If the pathological sort-case is O(n^2), then no matter how large the constant separating these two cases is, for some amounts of items, the sort will dominate.
You might have a "process data" step that takes 50ms, and a sort that you expect to take 0.2ms * n * log2(n) and conclude that processing a million items, should take ~21 minutes. (about 20 minutes for processing, 1 minute for sorting)
If pathological data causes that sort to instead take 0.2ms * n * n time, then you're looking at 20 minutes of processing, and 6 years of sorting, which is clearly likely to be a DOS.
Forcing n^2 where n*log2(n) is expected is a huge deal for largish data-sets (a million items is large, but not gargantuan), it ups the workload by a factor of 50000. Thus even if your sort *was* a small fraction of the expected work, it's now dominant.
Heapsort is useless in real world...
Posted Jan 20, 2012 22:45 UTC (Fri) by Wol (guest, #4433) [Link]
And once the heap is created, it's completely predictable. For a heap of 2^x items, it will require x comparisons and x swaps to get the next value. (Give or take an off-by-one error on my part :-)
Cheers,
Wol
It was already explained...
Posted Jan 22, 2012 0:54 UTC (Sun) by khim (subscriber, #9252) [Link]
Except that, is there a pathological case for heap sort?
Sometimes it's good idea to actually look up further upthread.

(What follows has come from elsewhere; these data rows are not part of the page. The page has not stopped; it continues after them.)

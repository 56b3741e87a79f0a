//! Logging initialization for the CLI
//!
//! Events go to stderr so that command output on stdout stays machine
//! readable. `RUST_LOG` wins over the configured level.

use tracing_subscriber::{fmt, layer::SubscriberExt, util::SubscriberInitExt, EnvFilter};

use crate::config::LoggingConfig;

/// Initialize logging from `config`, as JSON or human-readable lines.
pub fn init_logging(config: &LoggingConfig) -> anyhow::Result<()> {
    let env_filter = build_env_filter(config);
    let subscriber = tracing_subscriber::registry().with(env_filter);

    if config.json {
        subscriber
            .with(
                fmt::layer()
                    .json()
                    .with_current_span(true)
                    .with_span_list(false)
                    .with_writer(std::io::stderr),
            )
            .try_init()?;
    } else {
        subscriber
            .with(
                fmt::layer()
                    .with_target(true)
                    .with_thread_ids(false)
                    .with_writer(std::io::stderr),
            )
            .try_init()?;
    }

    tracing::debug!(level = %config.level, json = config.json, "Logging initialized");
    Ok(())
}

fn build_env_filter(config: &LoggingConfig) -> EnvFilter {
    EnvFilter::try_from_default_env().unwrap_or_else(|_| {
        // Binary plus both library crates
        EnvFilter::new(format!(
            "meridian={},meridian_wkt={},meridian_units={}",
            config.level, config.level, config.level
        ))
    })
}
//! Punctuation used when reading and writing WKT.

use serde::{Deserialize, Serialize};

/// Bracket, quote and separator characters of a WKT dialect.
///
/// Either bracket pair is accepted on input; `open`/`close` is the pair
/// written on output.
#[derive(Debug, Clone, Copy, PartialEq, Eq)]
pub struct Symbols {
    pub open: char,
    pub close: char,
    pub open_alt: char,
    pub close_alt: char,
    pub quote: char,
    pub separator: char,
    pub space: char,
}

impl Symbols {
    pub const DEFAULT: Symbols = Symbols {
        open: '[',
        close: ']',
        open_alt: '(',
        close_alt: ')',
        quote: '"',
        separator: ',',
        space: ' ',
    };

    pub const PARENTHESES: Symbols = Symbols {
        open: '(',
        close: ')',
        open_alt: '[',
        close_alt: ']',
        quote: '"',
        separator: ',',
        space: ' ',
    };

    pub fn is_open(&self, c: char) -> bool {
        c == self.open || c == self.open_alt
    }

    pub fn is_close(&self, c: char) -> bool {
        c == self.close || c == self.close_alt
    }

    /// Closing character paired with `open`.
    pub fn closing_for(&self, open: char) -> Option<char> {
        if open == self.open {
            Some(self.close)
        } else if open == self.open_alt {
            Some(self.close_alt)
        } else {
            None
        }
    }

    /// Whether `text` declares at least one `AXIS[...]` element.
    pub fn contains_axis(&self, text: &str) -> bool {
        self.contains_keyword(text, "AXIS")
    }

    /// Case-insensitive search for `keyword` used as an element, i.e. as a whole
    /// word followed by an opening bracket. Occurrences inside quoted text are
    /// ignored.
    pub fn contains_keyword(&self, text: &str, keyword: &str) -> bool {
        let keyword: Vec<char> = keyword.chars().collect();
        if keyword.is_empty() {
            return false;
        }
        let chars: Vec<char> = text.chars().collect();
        let mut in_quote = false;
        let mut i = 0;
        while i < chars.len() {
            let c = chars[i];
            if c == self.quote {
                in_quote = !in_quote;
                i += 1;
                continue;
            }
            if in_quote {
                i += 1;
                continue;
            }
            let starts_word = i == 0 || !is_word_char(chars[i - 1]);
            if starts_word && self.matches_at(&chars, i, &keyword) {
                let mut j = i + keyword.len();
                if j >= chars.len() || !is_word_char(chars[j]) {
                    while j < chars.len() && chars[j].is_whitespace() {
                        j += 1;
                    }
                    if j < chars.len() && self.is_open(chars[j]) {
                        return true;
                    }
                }
            }
            i += 1;
        }
        false
    }

    fn matches_at(&self, chars: &[char], start: usize, keyword: &[char]) -> bool {
        chars.len() - start >= keyword.len()
            && chars[start..start + keyword.len()]
                .iter()
                .zip(keyword)
                .all(|(a, b)| a.to_lowercase().eq(b.to_lowercase()))
    }
}

impl Default for Symbols {
    fn default() -> Self {
        Symbols::DEFAULT
    }
}

fn is_word_char(c: char) -> bool {
    c.is_alphanumeric() || c == '_'
}

/// Serialisable selector for the built-in [`Symbols`] sets.
#[derive(Debug, Clone, Copy, Default, PartialEq, Eq, Serialize, Deserialize)]
#[serde(rename_all = "lowercase")]
pub enum SymbolStyle {
    #[default]
    Brackets,
    Parentheses,
}

impl SymbolStyle {
    pub fn symbols(self) -> Symbols {
        match self {
            SymbolStyle::Brackets => Symbols::DEFAULT,
            SymbolStyle::Parentheses => Symbols::PARENTHESES,
        }
    }
}
//! WKT parser for coordinate reference systems and their components.
//!
//! Parsing runs in two passes: [`TreeBuilder`] turns the text into a generic
//! [`Element`] tree, then one builder per keyword consumes its element,
//! building nested objects first. Transform keywords are handed over to
//! [`MathTransformParser`].
//!
//! # Example
//!
//! ```rust
//! use meridian_wkt::Parser;
//!
//! let crs = Parser::default()
//!     .parse_coordinate_reference_system(
//!         r#"GEOGCS["WGS 84",
//!             DATUM["WGS_1984", SPHEROID["WGS 84", 6378137, 298.257223563]],
//!             PRIMEM["Greenwich", 0],
//!             UNIT["degree", 0.017453292519943295]]"#,
//!     )
//!     .unwrap();
//! assert_eq!(crs.name(), "WGS 84");
//! assert_eq!(crs.dimension(), 2);
//! ```

use crate::element::Element;
use crate::error::{Error, Result};
use crate::factory::{DefaultMathTransformFactory, MathTransformFactory};
use crate::keywords::Keyword;
use crate::mt_parser::MathTransformParser;
use crate::options::ParserOptions;
use crate::parameter::{is_derived_value, ParameterGroup, ParameterKind, ParameterValue};
use crate::referencing::{
    Authority, Axis, AxisDirection, BursaWolfParameters, CompoundCrs, CoordinateReferenceSystem,
    CoordinateSystem, Ellipsoid, GeocentricCrs, GeodeticDatum, GeographicCrs, PrimeMeridian,
    ProjectedCrs, VerticalCrs, VerticalDatum, VerticalDatumType,
};
use crate::symbols::Symbols;
use crate::transform::MathTransform;
use crate::tree::TreeBuilder;
use meridian_units::{unit, Citation, Dimension, Unit, UnitDialect};
use std::sync::Arc;
use tracing::{debug, trace};

/// Any object a WKT string can describe at its root.
#[derive(Debug, Clone, PartialEq)]
pub enum ParsedObject {
    Crs(CoordinateReferenceSystem),
    MathTransform(MathTransform),
    GeodeticDatum(GeodeticDatum),
    VerticalDatum(VerticalDatum),
    Ellipsoid(Ellipsoid),
    PrimeMeridian(PrimeMeridian),
    Axis(Axis),
    ToWgs84(BursaWolfParameters),
}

It's actually a very well behaved sort.
No, it's absolutely not. It's quite good WRT to comparisons and swaps, but it's absolute disaster WRT to memory access. If you data fit in L1 cache (16K-32K) it works just fine, if you hit L2 and/or L3 cache you start doing worse then merge sort or quick sort, but difference is tolerable (typically less then 2x). The real disaster happens once you hit main memory: to read one number from random address in memory you need about 250-300 ticks (and this is what happens with heapsort because prefetch can not cope with it's memory access patterns), while sustained sequential access gives you next 32bit number in 2-3 ticks. Since some part of heap will be in cache even for large arrays heapsort does not suddenly become 50-100 times slower then mergesort when you pass L3 border, to get to this level of difference you need hundreds of gigabytes of data.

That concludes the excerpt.